Lodha Developers builds bond curve at a cost

The Indian developer paid the highest-ever yield for its debut $200 million bond in the firm's second attempt at foreign fundraising.
Lodha's penchant for high-end projects in Mumbai
Lodha's penchant for high-end projects in Mumbai

Lodha Developers sold a maiden $200 million five-year bond callable in year three early Friday morning, obtaining a relatively small order book of $400 million.

The Ba3/B+ rated Reg S-only offering didn't manage to garner enough interest to tighten pricing. The bond priced at its initial guidance yield of 12%, the highest ever for an Indian high-yield corporate, according to Bloomberg bond data. That is at fair value, a credit analyst said.

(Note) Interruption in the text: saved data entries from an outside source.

//! Integration tests for the build loop, driven only through its public
//! surface (`BuildLoopOptions`/`Capabilities`/`ralph::run`).
//!
//! These tests verify the end-to-end flows including:
//! - A single story completing on the first try
//! - Dependency ordering across stories
//! - Repeated failures landing in the errors log
//!
//! Unlike the whitebox scenario tests colocated with `build_loop.rs`, nothing
//! here reaches into a private helper.

use async_trait::async_trait;
use ralph::agent_invoker::{InvocationOutput, InvocationRequest};
use ralph::build_loop::{AgentInvoker, BuildLoopOptions, Capabilities, NonInteractivePrompter};
use ralph::error::RalphError;
use ralph::plan::StoryStatus;
use std::path::{Path, PathBuf};
use std::sync::{Arc, Mutex};

/// Drains a scripted queue of canned responses, repeating the last one once
/// exhausted — the same shape as the whitebox `ScriptedAgent`, reimplemented
/// here since that one is test-only and private to the lib crate.
struct ScriptedAgent {
    responses: Mutex<Vec<(String, String, Option<i32>)>>,
}

#[async_trait]
impl AgentInvoker for ScriptedAgent {
    async fn invoke(&self, _request: InvocationRequest<'_>) -> Result<InvocationOutput, RalphError> {
        let mut responses = self.responses.lock().unwrap();
        let (stdout, stderr, exit_code) = if responses.len() > 1 {
            responses.remove(0)
        } else {
            responses[0].clone()
        };
        Ok(InvocationOutput { stdout, stderr, exit_code })
    }
}

fn setup_repo_root() -> tempfile::TempDir {
    let dir = tempfile::tempdir().unwrap();
    std::fs::create_dir_all(dir.path().join(".agents").join("poe-code-ralph")).unwrap();
    std::fs::write(
        dir.path().join(".agents").join("poe-code-ralph").join("PROMPT_build.md"),
        "Work on {{STORY_ID}}: {{STORY_TITLE}}\n{{STORY_BLOCK}}\n{{QUALITY_GATES}}\n",
    )
    .unwrap();
    dir
}

fn write_plan(dir: &Path, yaml: &str) -> PathBuf {
    let path = dir.join("plan.yaml");
    std::fs::write(&path, yaml).unwrap();
    path
}

fn base_options(dir: &Path, plan_path: PathBuf, max_iterations: u32) -> BuildLoopOptions {
    BuildLoopOptions {
        plan_path,
        progress_path: None,
        guardrails_path: None,
        errors_log_path: None,
        activity_log_path: None,
        prompt_template_path: None,
        max_iterations,
        max_failures: Some(3),
        pause_on_overbake: false,
        no_commit: true,
        agent: "fake-agent".to_string(),
        stale_seconds: 60,
        cwd: dir.to_path_buf(),
        worktree: None,
        run_id: Some("e2e-run".to_string()),
    }
}

fn caps_with_agent(agent: Arc<dyn AgentInvoker>) -> Capabilities {
    Capabilities {
        agent_invoker: agent,
        operator_prompter: Arc::new(NonInteractivePrompter),
        ..Capabilities::default()
    }
}

#[tokio::test]
async fn single_story_completes_and_persists_artifacts() {
    let dir = setup_repo_root();
    let plan_path = write_plan(
        dir.path(),
        "version: 1\nproject: demo\nstories:\n  - id: US-001\n    title: Do the thing\n",
    );
    let options = base_options(dir.path(), plan_path.clone(), 3);
    let agent = Arc::new(ScriptedAgent {
        responses: Mutex::new(vec![(
            "<promise>COMPLETE</promise>".to_string(),
            String::new(),
            Some(0),
        )]),
    });
    let caps = caps_with_agent(agent);

    let result = ralph::run(options, &caps).await.unwrap();

    assert_eq!(result.iterations_completed, 1);
    assert_eq!(result.stories_done, vec!["US-001".to_string()]);
    assert_eq!(result.run_id, "e2e-run");

    let log = std::fs::read_to_string(&result.iterations[0].log_path).unwrap();
    assert!(log.contains("COMPLETE"));
    let meta = std::fs::read_to_string(&result.iterations[0].meta_path).unwrap();
    assert!(meta.contains("Status: success"));

    let plan_content = std::fs::read_to_string(&plan_path).unwrap();
    assert!(plan_content.contains("status: done"));
}

#[tokio::test]
async fn dependency_ordering_runs_dependency_story_first() {
    let dir = setup_repo_root();
    let plan_path = write_plan(
        dir.path(),
        "version: 1\nproject: demo\nstories:\n  - id: US-002\n    title: Second\n    dependsOn: [US-001]\n  - id: US-001\n    title: First\n",
    );
    let options = base_options(dir.path(), plan_path, 3);
    let agent = Arc::new(ScriptedAgent {
        responses: Mutex::new(vec![(
            "<promise>COMPLETE</promise>".to_string(),
            String::new(),
            Some(0),
        )]),
    });
    let caps = caps_with_agent(agent);

    let result = ralph::run(options, &caps).await.unwrap();

    assert_eq!(result.stories_done, vec!["US-001".to_string(), "US-002".to_string()]);
}

#[tokio::test]
async fn repeated_failures_land_in_the_errors_log() {
    let dir = setup_repo_root();
    let plan_path = write_plan(
        dir.path(),
        "version: 1\nproject: demo\nstories:\n  - id: US-001\n    title: Do the thing\n",
    );
    let options = base_options(dir.path(), plan_path.clone(), 1);
    let agent = Arc::new(ScriptedAgent {
        responses: Mutex::new(vec![("crash".to_string(), "boom\n".to_string(), Some(1))]),
    });
    let caps = caps_with_agent(agent);

    let result = ralph::run(options, &caps).await.unwrap();

    assert!(result.stories_done.is_empty());
    let errors_log = dir.path().join(".poe-code-ralph").join("errors.log");
    let content = std::fs::read_to_string(errors_log).unwrap();
    assert!(content.contains("boom"));

    let plan = ralph::plan_store::read_under_lock(&plan_path, &caps.lock_policy).unwrap();
    assert_eq!(plan.story("US-001").unwrap().status, StoryStatus::Open);
}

The developer struggled due to falling Indian property prices and the structure of the deal. 

"Investors are staying away from the property sector," said a source close to the transaction.

For a transaction of this size, the bookbuilding process also took longer than expected, with Asian roadshows ending Wednesday and the bond pricing in the early hours of the Asian time zone on Friday morning.

This is the second time Lodha Developers is attempting to tap international bond markets after failing in December, citing adverse market conditions. Reports at the time had put the initial price guidance at mid to high 10% and a target size of $350 million.

The proceeds from Lodha Developers’s bond — less the $7 million that will be used to repay the parent guarantor Lodha Developers Private and Lodha Crown Buildmart Private — will be invested into its international subsidiary Lodha Developers International Holdings, announced in a prospectus prior to the pricing of the bond. 

Approximately $242 million will be returned to the parent guarantor to refinance existing debt and the balance will be retained in Lodha Developers International Holdings for general corporate purposes outside India, according to a source familiar with the matter.

Risks

Housing sales fell to 1.75 million units in the primary markets of seven major cities in 2014 as compared to nearly 2 million units in the previous year, according to property consultant JLL India in a report released early-January. These seven cities are Delhi-NCR, Mumbai, Chennai, Kolkata, Bengaluru, Hyderabad and Pune.

Developers would be sitting on unsold inventories of 27 months at the end of this year as compared to 28 months in 2014-end, added the consulting firm.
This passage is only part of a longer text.